Sunday, January 31, 2021

Multiplication and the optimizer

Test case

 the other day I was profiling the difference between floating point and integer multiplication. To test the multiplication contribution with the least amount of overhead contribution the functions did a number of multiplications. 

floating point

The test for floating point case was as follows:


double PrfMultiply(size_t nMax, double d, double dNumber)
{
   for (size_t n = 0; n != nMax; ++n)
   {
      d *= dNumber;
      d *= dNumber;
      d *= dNumber;
      d *= dNumber;

      d += (d < 100 ? 100.0 : 0);
   }

   return d;
}

  For x64 the Visual Studio compiler uses SSE instructions for floating point for numbers so it's no surprise then to see four (scalar) multiplication instructions in the generated code:


00007FF7C0D41700  mulsd       xmm7,xmm1  
00007FF7C0D41704  mulsd       xmm7,xmm1  
00007FF7C0D41708  mulsd       xmm7,xmm1  
00007FF7C0D4170C  mulsd       xmm7,xmm1 

Note: it's also remarkable that the compiler only uses the scalar SSE instruction and not invokes the packed variant (mulpd); From this table one can also see that (double) floating point multiplication lasts around 5 CPU cycles which makes it a fairly fast instruction

integer

  For integer the function looks almost the same:


size_t PrfIntegerMultiply(size_t nMax, size_t n, size_t nNumber)
{
   for (size_t n2 = 0; n2 != nMax; ++n2)
   {
      n *= nNumber;
      n *= nNumber;
      n *= nNumber;
      n *= nNumber;

      n -= (n > 1000 ? 995 : 0);
   }

   return n;
}

 It turns out that Visual Studio 2019 (in release mode) already optimized the four multiplication steps and coalesced them in one multiplication instruction (3^4 == 81 == 51h):


00007FF61C131840  imul        rbx,rbx,51h  

Conclusion

When profiling it's always advisable to look at the generated assembly code. Often the optimizer is smarter than you think or may even completely removes function invocation. This is especially the case with fixed predefined numbers and (static) functions in translation units.

Tuesday, January 12, 2021

CComPtr

IUnknown

 COM is Microsoft's component framework. It was created in the 90's but still used for native development and UWP. All components in this framework must support the IUnknown interface:


interface IUnknown
{
   virtual HRESULT STDMETHODCALLTYPE QueryInterface(REFIID riid, void** ppvObject) = 0;
   virtual ULONG   STDMETHODCALLTYPE AddRef() = 0;
   virtual ULONG   STDMETHODCALLTYPE Release() = 0;
};

This interface has three functions:

  • QueryInterface to query and access the components supported interfaces
  • AddRef to increment the reference count
  • Release to decrement the reference count. When the reference count goes to zero the component is destroyed.
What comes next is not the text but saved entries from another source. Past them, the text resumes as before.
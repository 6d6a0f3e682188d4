//! Route handlers.
//!
//! Timer routes, janitor routes and the unauthenticated system endpoints.

use axum::{
    Json,
    body::Bytes,
    extract::{Path, State},
    http::{HeaderMap, StatusCode, header},
    response::{IntoResponse, Response},
};

use super::types::{HealthResponse, MessageResponse, SetTimerRequest};
use super::{AppError, AppState};
use crate::constants::{CONTENT_TYPE_HTML, CONTENT_TYPE_JSON};
use crate::janitor::{JanitorRun, JanitorStatus};
use crate::metrics;
use crate::error::Error;
use crate::service::now_seconds;
use crate::store::{TimerRecord, UpsertOutcome};

/// Path segments encode spaces as `+`.
fn decode_name(raw: &str) -> String {
    raw.replace('+', " ")
}

/// True when the request declares a JSON body type.
fn wants_json(headers: &HeaderMap) -> bool {
    headers
        .get(header::CONTENT_TYPE)
        .and_then(|v| v.to_str().ok())
        .and_then(|v| v.split(';').next())
        .is_some_and(|media| media.trim().eq_ignore_ascii_case(CONTENT_TYPE_JSON))
}

/// Reads the first JSON value of a `POST /timestamps` body.
///
/// `null` yields the default request and anything after the first value is
/// ignored. An empty body is an error.
fn decode_set_request(body: &[u8]) -> serde_json::Result<SetTimerRequest> {
    serde_json::Deserializer::from_slice(body)
        .into_iter::<Option<SetTimerRequest>>()
        .next()
        .unwrap_or_else(|| Err(serde::de::Error::custom("empty request body")))
        .map(Option::unwrap_or_default)
}

// =============================================================================
// Timers
// =============================================================================

/// GET /timestamps - Every stored timer.
pub(crate) async fn list_timers(
    State(state): State<AppState>,
) -> Result<Json<Vec<TimerRecord>>, AppError> {
    let timers = state.service.list_timers().await.map_err(|e| {
        tracing::error!(error = %e, "Error in getting all timestamps");
        AppError::from_error(&e, "Error in getting all timestamps")
    })?;
    tracing::info!(count = timers.len(), "Requested all timestamps");
    Ok(Json(timers))
}

/// GET /timestamps/{name} - One timer.
///
/// A JSON `Content-Type` on the request selects the full record; otherwise
/// the response is the bare seconds value.
pub(crate) async fn get_timer(
    State(state): State<AppState>,
    Path(raw_name): Path<String>,
    headers: HeaderMap,
) -> Result<Response, AppError> {
    let name = decode_name(&raw_name);

    let record = state
        .service
        .get_timer(&name)
        .await
        .map_err(|e| {
            tracing::error!(name = %name, error = %e, "Error in getting timestamp");
            AppError::from_error(&e, "Error in getting timestamp")
        })?
        .ok_or_else(|| {
            tracing::info!(name = %name, "Timestamp not found");
            AppError::NotFound("Timestamp not found".to_string())
        })?;

    tracing::info!(name = %name, "Requested timestamp");

    if wants_json(&headers) {
        return Ok(Json(record).into_response());
    }

    let body = serde_json::to_string(&record.seconds).map_err(|e| {
        tracing::error!(name = %name, error = %e, "Error in encoding timestamp");
        AppError::Internal("Error in encoding timestamp".to_string())
    })?;

    Ok((
        StatusCode::OK,
        [(header::CONTENT_TYPE, CONTENT_TYPE_HTML)],
        format!("{body}\n"),
    )
        .into_response())
}

/// POST /timestamps - Create or overwrite a timer.
pub(crate) async fn set_timer(
    State(state): State<AppState>,
    body: Bytes,
) -> Result<Json<MessageResponse>, AppError> {
    let request = decode_set_request(&body).map_err(|e| {
        tracing::error!(error = %e, "Error in decoding timestamp");
        AppError::Internal("Error in decoding timestamp".to_string())
    })?;

    state
        .service
        .set_timer(&request.name, request.seconds)
        .await
        .map_err(|e| {
            let fallback = match &e {
                Error::Write {
                    outcome: UpsertOutcome::Updated,
                    ..
                } => "Error in updating timestamp",
                Error::Write {
                    outcome: UpsertOutcome::Inserted,
                    ..
                } => "Error in inserting timestamp",
                _ => "Error in saving timestamp",
            };
            tracing::error!(name = %request.name, error = %e, "{fallback}");
            AppError::from_error(&e, fallback)
        })?;

    Ok(Json(MessageResponse::new("Timestamp saved successfully")))
}

/// DELETE /timestamps/{id} - Remove a timer by id.
pub(crate) async fn delete_timer(
    State(state): State<AppState>,
    Path(raw_id): Path<String>,
) -> Result<Json<MessageResponse>, AppError> {
    let id: i64 = raw_id.parse().map_err(|e| {
        tracing::error!(id = %raw_id, error = %e, "Error in decoding timestamp");
        AppError::Internal("Error in decoding timestamp".to_string())
    })?;

    state
        .service
        .delete_timer(id)
        .await
        .map_err(|e| AppError::from_error(&e, "Error in deleting timestamp"))?;

    Ok(Json(MessageResponse::new("Timestamp deleted successfully")))
}

// =============================================================================
// Janitor
// =============================================================================

/// GET /janitor - Janitor status and recent passes.
pub(crate) async fn janitor_status(State(state): State<AppState>) -> Json<JanitorStatus> {
    Json(state.janitor.status().await)
}

/// POST /janitor/run - Run an eviction pass now.
pub(crate) async fn janitor_run(
    State(state): State<AppState>,
) -> Result<Json<JanitorRun>, AppError> {
    state
        .janitor
        .run_pass(now_seconds(), true)
        .await
        .map(Json)
        .ok_or_else(|| AppError::Conflict("Janitor pass already running".to_string()))
}

// =============================================================================
// System
// =============================================================================

/// GET /health - Liveness plus a store round-trip.
pub(crate) async fn health(State(state): State<AppState>) -> Response {
    let uptime_secs = state.started_at.elapsed().as_secs();
    let version = env!("CARGO_PKG_VERSION").to_string();

    match state.service.store().count_async().await {
        Ok(count) => Json(HealthResponse {
            status: "healthy".to_string(),
            version,
            uptime_secs,
            timers: Some(count),
            error: None,
        })
        .into_response(),
        Err(e) => {
            tracing::error!(error = %e, "Health check failed");
            (
                StatusCode::SERVICE_UNAVAILABLE,
                Json(HealthResponse {
                    status: "unhealthy".to_string(),
                    version,
                    uptime_secs,
                    timers: None,
                    error: Some(e.client_message().to_string()),
                }),
            )
                .into_response()
        },
    }
}

/// GET /metrics - Prometheus text exposition.
pub(crate) async fn metrics_endpoint() -> impl IntoResponse {
    let body = metrics::render_metrics();
    (
        StatusCode::OK,
        [(
            header::CONTENT_TYPE,
            "text/plain; version=0.0.4; charset=utf-8",
        )],
        body,
    )
}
 Client code must adhere to the protocol of incrementing the interface when using it and releasing the interface when done. Mostly components returned from functions are already incremented so that client code only need to decrement the reference count.

 Example

  For the example here the function to create error info is used. The address of a pointer must supplied and when successful the interface must be released:


ICreateErrorInfo* pErrorInfo = nullptr;

HRESULT hr = ::CreateErrorInfo(&pErrorInfo);

if (pErrorInfo)
{
   pErrorInfo->Release();
}

 One of the major error causes when using COM is that reference counts are not administered correctly:

  • when reference counts are more released than incremented by client code it causes cashes and access violations. This may happen beyond the fault location (in time and space).
  • when too few reference counts are released it may cause resource leaks. For example on my work in the past a colleague released one VMR9 interface too little. This resulted in a full thread leak since the VMR9 is a fat object.

 Smart pointer

 Luckily Microsoft has acknowledged this problem and created smart pointer classes for COM interfaces. There are two flavor's. One comes from the compiler support classes '_com_ptr_t'. The other one is CComPtr and comes from the ATL library. The CComPtr is desmontrated in the followign examples.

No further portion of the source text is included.